Sue Spiller (Chief Executive Officer, SOBUS) was concerned about the range of pharmaceutical services that were being taken up by residents.   Susan Hughes noted that upon request, a list of available pharmaceutical services had been provided to families visiting Family Hubs. She understood from the survey that some cohorts such as carers might not be aware that local pharmacies did deliver prescriptions and so on.

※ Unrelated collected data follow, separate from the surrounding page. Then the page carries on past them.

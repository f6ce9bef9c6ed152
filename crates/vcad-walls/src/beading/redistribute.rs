//! Separate outer wall width.

use vcad_walls_math::Coord;

use super::{
    ensure_non_negative, ensure_ratio, ensure_wrappable, scale, Beading, BeadingStrategy,
    BoxedStrategy, StrategyParams,
};
use crate::error::Result;

/// Gives the two outer beads their own optimal width and leaves the inner
/// thickness to the parent.
///
/// The inner beads must reach `minimum_variable_line_ratio` of their width
/// before they are printed at all.
#[derive(Debug)]
pub struct RedistributeBeadingStrategy {
    params: StrategyParams,
    parent: BoxedStrategy,
    optimal_width_outer: Coord,
    minimum_variable_line_ratio: f64,
}

impl RedistributeBeadingStrategy {
    /// Wrap `parent` with an outer wall width.
    pub fn new(
        optimal_width_outer: Coord,
        minimum_variable_line_ratio: f64,
        parent: BoxedStrategy,
    ) -> Result<Self> {
        ensure_wrappable(parent.as_ref(), "RedistributeBeadingStrategy")?;
        ensure_non_negative(optimal_width_outer, "outer wall width")?;
        ensure_ratio(minimum_variable_line_ratio, "minimum variable line ratio")?;
        Ok(Self {
            params: *parent.params(),
            parent,
            optimal_width_outer,
            minimum_variable_line_ratio,
        })
    }
}

impl BeadingStrategy for RedistributeBeadingStrategy {
    fn compute(&self, thickness: Coord, bead_count: usize) -> Beading {
        let outer = self.optimal_width_outer;
        if bead_count == 0 || thickness < scale(outer, self.minimum_variable_line_ratio) {
            return Beading::empty(thickness);
        }

        let mut ret = Beading::empty(thickness);
        let inner_thickness = thickness - 2 * outer;
        if bead_count > 2 && inner_thickness > 0 {
            ret = self.parent.compute(inner_thickness, bead_count - 2);
            for location in &mut ret.toolpath_locations {
                *location += outer;
            }
        }

        let actual_outer = if bead_count > 2 {
            (thickness / 2).min(outer)
        } else {
            thickness / bead_count as Coord
        };
        ret.bead_widths.insert(0, actual_outer);
        ret.toolpath_locations.insert(0, actual_outer / 2);
        if bead_count > 1 {
            ret.bead_widths.push(actual_outer);
            ret.toolpath_locations.push(thickness - actual_outer / 2);
        }

        ret.total_thickness = thickness;
        ret.left_over = thickness - ret.total_width();
        ret
    }

    fn params(&self) -> &StrategyParams {
        &self.params
    }

    fn name(&self) -> String {
        format!("Redistribute+{}", self.parent.name())
    }

    fn optimal_thickness(&self, bead_count: usize) -> Coord {
        let inner = self.parent.optimal_thickness(bead_count.saturating_sub(2));
        inner + self.optimal_width_outer * bead_count.min(2) as Coord
    }

    fn transition_thickness(&self, lower_bead_count: usize) -> Coord {
        match lower_bead_count {
            0 => scale(self.optimal_width_outer, self.minimum_variable_line_ratio),
            1 => scale(
                self.optimal_width_outer,
                1.0 + self.parent.params().split_middle_threshold,
            ),
            n => self.parent.transition_thickness(n - 2) + 2 * self.optimal_width_outer,
        }
    }

    fn optimal_bead_count(&self, thickness: Coord) -> usize {
        let outer = self.optimal_width_outer;
        if thickness < scale(outer, self.minimum_variable_line_ratio) {
            0
        } else if thickness <= outer {
            1
        } else if thickness <= 2 * outer {
            2
        } else {
            self.parent.optimal_bead_count(thickness - 2 * outer) + 2
        }
    }

    fn nonlinear_thicknesses(&self, lower_bead_count: usize) -> Vec<Coord> {
        self.parent.nonlinear_thicknesses(lower_bead_count)
    }
}
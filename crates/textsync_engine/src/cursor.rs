//! Version Cursor.

use tracing::warn;

/// The highest version a client has fully incorporated.
///
/// Never decreases.
#[derive(Debug, Clone, Copy, PartialEq, Eq, Default)]
pub struct VersionCursor {
    current: u64,
}

impl VersionCursor {
    /// Creates a cursor at `version`.
    pub fn new(version: u64) -> Self {
        Self { current: version }
    }

    /// Returns the current version.
    pub fn current(&self) -> u64 {
        self.current
    }

    /// Moves the cursor to `version`. Lower values are ignored.
    pub fn advance_to(&mut self, version: u64) {
        if version < self.current {
            warn!(
                current = self.current,
                requested = version,
                "ignoring attempt to move version cursor backwards"
            );
            return;
        }
        self.current = version;
    }

    /// Moves the cursor forward by `count` versions.
    pub fn advance_by(&mut self, count: u64) {
        self.advance_to(self.current.saturating_add(count));
    }
}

She believed there were some scopes to improve the dissemination of relevant information on the “Pharmacy First” service.

 

Dr Mayada Abu Affan explained that NHS England which commissioned the pharmaceutical services had the data on the range of services taken up by residents.  The Council only received data on the public health services it commissioned to pharmacies and hence there were no sufficient data to assess the impact of pharmaceutical services in reducing primary care demand.

 

Dr James Cavanagh (H&F GP) noted that the “Pharmacy First” service was commissioned by NHS England and widely broadcast/advertised through GP surgeries and that a large cohort of pharmacists in H&F had joined GP practices through national funding on workforce diversity.  He considered it useful to map the number of pharmacists within the Primary Care Networks (PCNs) to understand the supply and service gaps, if any, in the PCNs. Dr Cavanagh sought details about pharmacists delivering medication to people’s homes or working with nursing homes, and the number of prescribing pharmacists in each PCNs. These data would help the Board to understand whether the community was being served with proper access and quality of pharmaceutical services. Dr Mayada Abu Affan considered the issue raised by Dr Cavanagh was very important and could be done in parallel to the PNA.

 

ACTION: Susan Hughes

 

The Chair said the report reflected the importance of pharmacies as an extension of health services providing personal human touch in the increasingly digital world. She expected the current pace of changes might warrant an update of the PCN within the next three years.

 

RESOLVED

That the Board agreed to

 

  1. Approve the Hammersmith and Fulham Pharmaceutical Needs Assessment (PNA) 2026- 2029 for publication; and

 

2.    Delegate authority to the PNA Steering Group to determine whether future changes in pharmaceutical services are minor (requiring only a supplementary statement) or sufficiently significant to warrant a new PNA within the next three years, and to report these decisions to the Health and Wellbeing Board.